Activity. Copy out the records that appear below, exactly as each one reads.

Saved entries.
// ABOUTME: Remote execution client backed by a small pool of connections to one host.
// ABOUTME: Hands out single-use sessions and layers execution strategies on top.

use super::chain::CommandChain;
use super::config::{ClientConfig, ConnectPolicy};
use super::connection::{SshConnection, SshConnector};
use super::docker;
use super::error::{Error, Result};
use super::transport::{CommandOutput, Connection, Connector, Session};
use crate::types::NodeIndex;
use std::path::Path;
use std::time::Duration;

/// Lifecycle of a connected client.
#[derive(Debug, Clone, Copy, PartialEq, Eq)]
pub enum ClientState {
    /// At least one connection was established.
    Ready,
    /// `close` was called; no further operations are possible.
    Closed,
}

/// A remote execution client for a single host.
///
/// Connections are kept in creation order and never replaced. A connection
/// that stops working is skipped when sessions are handed out, until the
/// client is closed.
pub struct Client<C: Connection = SshConnection> {
    host: String,
    handles: Vec<C>,
    command_timeout: Option<Duration>,
    state: ClientState,
}

impl<C: Connection> std::fmt::Debug for Client<C> {
    fn fmt(&self, f: &mut std::fmt::Formatter<'_>) -> std::fmt::Result {
        f.debug_struct("Client")
            .field("host", &self.host)
            .field("handles", &self.handles.len())
            .field("state", &self.state)
            .finish()
    }
}

impl Client<SshConnection> {
    /// Connect to the host described by `config` over SSH.
    pub async fn connect(config: ClientConfig) -> Result<Self> {
        let policy = config.pool.clone();
        let command_timeout = config.command_timeout;
        let client = Self::connect_with(&SshConnector::new(config), &policy).await?;
        Ok(match command_timeout {
            Some(timeout) => client.with_command_timeout(timeout),
            None => client,
        })
    }
}

impl<C: Connection> Client<C> {
    /// Populate a pool with connections from `connector`.
    ///
    /// Makes `policy.attempts` attempts and keeps every connection that
    /// succeeds. Fails only when all attempts failed, returning the last
    /// attempt's error.
    pub async fn connect_with<K>(connector: &K, policy: &ConnectPolicy) -> Result<Self>
    where
        K: Connector<Connection = C>,
    {
        if policy.attempts == 0 {
            return Err(Error::InvalidPolicy(
                "at least one connection attempt is required".to_string(),
            ));
        }

        let host = connector.host().to_string();
        let mut handles = Vec::new();
        let mut last_error = None;

        for attempt in 1..=policy.attempts {
            match connector.connect().await {
                Ok(handle) => handles.push(handle),
                Err(e) => {
                    tracing::warn!(
                        host = %host,
                        attempt,
                        attempts = policy.attempts,
                        "connection attempt failed: {}",
                        e
                    );
                    last_error = Some(e);
                    if attempt < policy.attempts && !policy.backoff.is_zero() {
                        tokio::time::sleep(policy.backoff).await;
                    }
                }
            }
        }

        if let (true, Some(last)) = (handles.is_empty(), last_error) {
            return Err(Error::NoConnections {
                attempts: policy.attempts,
                last: Box::new(last),
            });
        }

        tracing::debug!(host = %host, connections = handles.len(), "client ready");

        Ok(Self {
            host,
            handles,
            command_timeout: None,
            state: ClientState::Ready,
        })
    }

    /// Bound every command run through this client.
    pub fn with_command_timeout(mut self, timeout: Duration) -> Self {
        self.command_timeout = Some(timeout);
        self
    }

    pub fn host(&self) -> &str {
        &self.host
    }

    pub fn state(&self) -> ClientState {
        self.state
    }

    /// Number of pooled connections.
    pub fn connection_count(&self) -> usize {
        self.handles.len()
    }

    /// Get a fresh session from the first connection able to open one.
    pub async fn session(&self) -> Result<C::Session> {
        if self.state == ClientState::Closed {
            return Err(Error::Closed);
        }

        for (index, handle) in self.handles.iter().enumerate() {
            match handle.open_session().await {
                Ok(session) => return Ok(session),
                Err(e) => {
                    tracing::debug!(
                        host = %self.host,
                        connection = index,
                        "session open failed: {}",
                        e
                    );
                }
            }
        }

        Err(Error::NoSessionAvailable)
    }

    /// Run a command and return its combined output.
    ///
    /// A non-zero exit is an error; the output is kept in
    /// `Error::CommandFailed`.
    pub async fn run(&self, command: &str) -> Result<String> {
        self.run_output(command).await?.into_result(command)
    }

    /// Run a command and return its output and exit code, whatever the exit code.
    pub async fn run_output(&self, command: &str) -> Result<CommandOutput> {
        self.execute(command, self.command_timeout).await
    }

    /// Run a command, giving up after `timeout`.
    pub async fn run_with_timeout(&self, command: &str, timeout: Duration) -> Result<String> {
        self.execute(command, Some(timeout))
            .await?
            .into_result(command)
    }

    async fn execute(&self, command: &str, timeout: Option<Duration>) -> Result<CommandOutput> {
        let mut session = self.session().await?;
        tracing::debug!(host = %self.host, command, "running command");

        let result = match timeout {
            Some(limit) => tokio::time::timeout(limit, session.exec(command))
                .await
                .unwrap_or(Err(Error::CommandTimeout(limit))),
            None => session.exec(command).await,
        };

        release(session).await;
        result
    }

    /// Run each command separately, in order.
    ///
    /// Stops at the first failure; the outputs gathered so far are dropped.
    pub async fn multi_run<I, S>(&self, commands: I) -> Result<Vec<String>>
    where
        I: IntoIterator<Item = S>,
        S: AsRef<str>,
    {
        let mut outputs = Vec::new();
        for command in commands {
            outputs.push(self.run(command.as_ref()).await?);
        }
        Ok(outputs)
    }

    /// Run the commands as one AND-chained invocation.
    pub async fn fast_multi_run<I, S>(&self, commands: I) -> Result<String>
    where
        I: IntoIterator<Item = S>,
        S: Into<String>,
    {
        let chain: CommandChain = commands.into_iter().collect();
        self.run_chain(&chain).await
    }

    pub async fn run_chain(&self, chain: &CommandChain) -> Result<String> {
        let command = chain.render()?;
        self.run(&command).await
    }

    /// Run a command inside a node's container.
    pub async fn docker_exec(&self, node: impl Into<NodeIndex>, command: &str) -> Result<String> {
        self.run(&docker::exec(node.into(), command)).await
    }

    /// Start a command inside a node's container without waiting for it.
    pub async fn docker_execd(&self, node: impl Into<NodeIndex>, command: &str) -> Result<String> {
        self.run(&docker::exec_detached(node.into(), command)).await
    }

    /// Read a file from a node's container.
    pub async fn docker_read(&self, node: impl Into<NodeIndex>, path: &str) -> Result<String> {
        self.run(&docker::read_file(node.into(), path)).await
    }

    /// Start several commands inside a node's container, detached and in order.
    pub async fn docker_multi_exec<I, S>(
        &self,
        node: impl Into<NodeIndex>,
        commands: I,
    ) -> Result<String>
    where
        I: IntoIterator<Item = S>,
        S: AsRef<str>,
    {
        self.run_chain(&docker::multi_exec_detached(node.into(), commands))
            .await
    }

    /// Copy a local file to `destination` on the remote host.
    pub async fn scp(&self, source: impl AsRef<Path>, destination: &str) -> Result<()> {
        let source = source.as_ref();
        let mut session = self.session().await?;
        tracing::debug!(
            host = %self.host,
            source = %source.display(),
            destination,
            "copying file"
        );

        let result = session.send_file(source, destination).await;

        release(session).await;
        result
    }

    /// Close every pooled connection. Calling this again does nothing.
    pub async fn close(&mut self) {
        if self.state == ClientState::Closed {
            return;
        }
        for handle in self.handles.drain(..) {
            if let Err(e) = handle.close().await {
                tracing::warn!(host = %self.host, "failed to close connection: {}", e);
            }
        }
        self.state = ClientState::Closed;
    }
}

async fn release<S: Session>(session: S) {
    if let Err(e) = session.close().await {
        tracing::debug!("session close failed: {}", e);
    }
}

Problem solution.
// ABOUTME: Remote execution client backed by a small pool of connections to one host.
// ABOUTME: Hands out single-use sessions and layers execution strategies on top.

use super::chain::CommandChain;
use super::config::{ClientConfig, ConnectPolicy};
use super::connection::{SshConnection, SshConnector};
use super::docker;
use super::error::{Error, Result};
use super::transport::{CommandOutput, Connection, Connector, Session};
use crate::types::NodeIndex;
use std::path::Path;
use std::time::Duration;

/// Lifecycle of a connected client.
#[derive(Debug, Clone, Copy, PartialEq, Eq)]
pub enum ClientState {
    /// At least one connection was established.
    Ready,
    /// `close` was called; no further operations are possible.
    Closed,
}

/// A remote execution client for a single host.
///
/// Connections are kept in creation order and never replaced. A connection
/// that stops working is skipped when sessions are handed out, until the
/// client is closed.
pub struct Client<C: Connection = SshConnection> {
    host: String,
    handles: Vec<C>,
    command_timeout: Option<Duration>,
    state: ClientState,
}

impl<C: Connection> std::fmt::Debug for Client<C> {
    fn fmt(&self, f: &mut std::fmt::Formatter<'_>) -> std::fmt::Result {
        f.debug_struct("Client")
            .field("host", &self.host)
            .field("handles", &self.handles.len())
            .field("state", &self.state)
            .finish()
    }
}

impl Client<SshConnection> {
    /// Connect to the host described by `config` over SSH.
    pub async fn connect(config: ClientConfig) -> Result<Self> {
        let policy = config.pool.clone();
        let command_timeout = config.command_timeout;
        let client = Self::connect_with(&SshConnector::new(config), &policy).await?;
        Ok(match command_timeout {
            Some(timeout) => client.with_command_timeout(timeout),
            None => client,
        })
    }
}

impl<C: Connection> Client<C> {
    /// Populate a pool with connections from `connector`.
    ///
    /// Makes `policy.attempts` attempts and keeps every connection that
    /// succeeds. Fails only when all attempts failed, returning the last
    /// attempt's error.
    pub async fn connect_with<K>(connector: &K, policy: &ConnectPolicy) -> Result<Self>
    where
        K: Connector<Connection = C>,
    {
        if policy.attempts == 0 {
            return Err(Error::InvalidPolicy(
                "at least one connection attempt is required".to_string(),
            ));
        }

        let host = connector.host().to_string();
        let mut handles = Vec::new();
        let mut last_error = None;

        for attempt in 1..=policy.attempts {
            match connector.connect().await {
                Ok(handle) => handles.push(handle),
                Err(e) => {
                    tracing::warn!(
                        host = %host,
                        attempt,
                        attempts = policy.attempts,
                        "connection attempt failed: {}",
                        e
                    );
                    last_error = Some(e);
                    if attempt < policy.attempts && !policy.backoff.is_zero() {
                        tokio::time::sleep(policy.backoff).await;
                    }
                }
            }
        }

        if let (true, Some(last)) = (handles.is_empty(), last_error) {
            return Err(Error::NoConnections {
                attempts: policy.attempts,
                last: Box::new(last),
            });
        }

        tracing::debug!(host = %host, connections = handles.len(), "client ready");

        Ok(Self {
            host,
            handles,
            command_timeout: None,
            state: ClientState::Ready,
        })
    }

    /// Bound every command run through this client.
    pub fn with_command_timeout(mut self, timeout: Duration) -> Self {
        self.command_timeout = Some(timeout);
        self
    }

    pub fn host(&self) -> &str {
        &self.host
    }

    pub fn state(&self) -> ClientState {
        self.state
    }

    /// Number of pooled connections.
    pub fn connection_count(&self) -> usize {
        self.handles.len()
    }

    /// Get a fresh session from the first connection able to open one.
    pub async fn session(&self) -> Result<C::Session> {
        if self.state == ClientState::Closed {
            return Err(Error::Closed);
        }

        for (index, handle) in self.handles.iter().enumerate() {
            match handle.open_session().await {
                Ok(session) => return Ok(session),
                Err(e) => {
                    tracing::debug!(
                        host = %self.host,
                        connection = index,
                        "session open failed: {}",
                        e
                    );
                }
            }
        }

        Err(Error::NoSessionAvailable)
    }

    /// Run a command and return its combined output.
    ///
    /// A non-zero exit is an error; the output is kept in
    /// `Error::CommandFailed`.
    pub async fn run(&self, command: &str) -> Result<String> {
        self.run_output(command).await?.into_result(command)
    }

    /// Run a command and return its output and exit code, whatever the exit code.
    pub async fn run_output(&self, command: &str) -> Result<CommandOutput> {
        self.execute(command, self.command_timeout).await
    }

    /// Run a command, giving up after `timeout`.
    pub async fn run_with_timeout(&self, command: &str, timeout: Duration) -> Result<String> {
        self.execute(command, Some(timeout))
            .await?
            .into_result(command)
    }

    async fn execute(&self, command: &str, timeout: Option<Duration>) -> Result<CommandOutput> {
        let mut session = self.session().await?;
        tracing::debug!(host = %self.host, command, "running command");

        let result = match timeout {
            Some(limit) => tokio::time::timeout(limit, session.exec(command))
                .await
                .unwrap_or(Err(Error::CommandTimeout(limit))),
            None => session.exec(command).await,
        };

        release(session).await;
        result
    }

    /// Run each command separately, in order.
    ///
    /// Stops at the first failure; the outputs gathered so far are dropped.
    pub async fn multi_run<I, S>(&self, commands: I) -> Result<Vec<String>>
    where
        I: IntoIterator<Item = S>,
        S: AsRef<str>,
    {
        let mut outputs = Vec::new();
        for command in commands {
            outputs.push(self.run(command.as_ref()).await?);
        }
        Ok(outputs)
    }

    /// Run the commands as one AND-chained invocation.
    pub async fn fast_multi_run<I, S>(&self, commands: I) -> Result<String>
    where
        I: IntoIterator<Item = S>,
        S: Into<String>,
    {
        let chain: CommandChain = commands.into_iter().collect();
        self.run_chain(&chain).await
    }

    pub async fn run_chain(&self, chain: &CommandChain) -> Result<String> {
        let command = chain.render()?;
        self.run(&command).await
    }

    /// Run a command inside a node's container.
    pub async fn docker_exec(&self, node: impl Into<NodeIndex>, command: &str) -> Result<String> {
        self.run(&docker::exec(node.into(), command)).await
    }

    /// Start a command inside a node's container without waiting for it.
    pub async fn docker_execd(&self, node: impl Into<NodeIndex>, command: &str) -> Result<String> {
        self.run(&docker::exec_detached(node.into(), command)).await
    }

    /// Read a file from a node's container.
    pub async fn docker_read(&self, node: impl Into<NodeIndex>, path: &str) -> Result<String> {
        self.run(&docker::read_file(node.into(), path)).await
    }

    /// Start several commands inside a node's container, detached and in order.
    pub async fn docker_multi_exec<I, S>(
        &self,
        node: impl Into<NodeIndex>,
        commands: I,
    ) -> Result<String>
    where
        I: IntoIterator<Item = S>,
        S: AsRef<str>,
    {
        self.run_chain(&docker::multi_exec_detached(node.into(), commands))
            .await
    }

    /// Copy a local file to `destination` on the remote host.
    pub async fn scp(&self, source: impl AsRef<Path>, destination: &str) -> Result<()> {
        let source = source.as_ref();
        let mut session = self.session().await?;
        tracing::debug!(
            host = %self.host,
            source = %source.display(),
            destination,
            "copying file"
        );

        let result = session.send_file(source, destination).await;

        release(session).await;
        result
    }

    /// Close every pooled connection. Calling this again does nothing.
    pub async fn close(&mut self) {
        if self.state == ClientState::Closed {
            return;
        }
        for handle in self.handles.drain(..) {
            if let Err(e) = handle.close().await {
                tracing::warn!(host = %self.host, "failed to close connection: {}", e);
            }
        }
        self.state = ClientState::Closed;
    }
}

async fn release<S: Session>(session: S) {
    if let Err(e) = session.close().await {
        tracing::debug!("session close failed: {}", e);
    }
}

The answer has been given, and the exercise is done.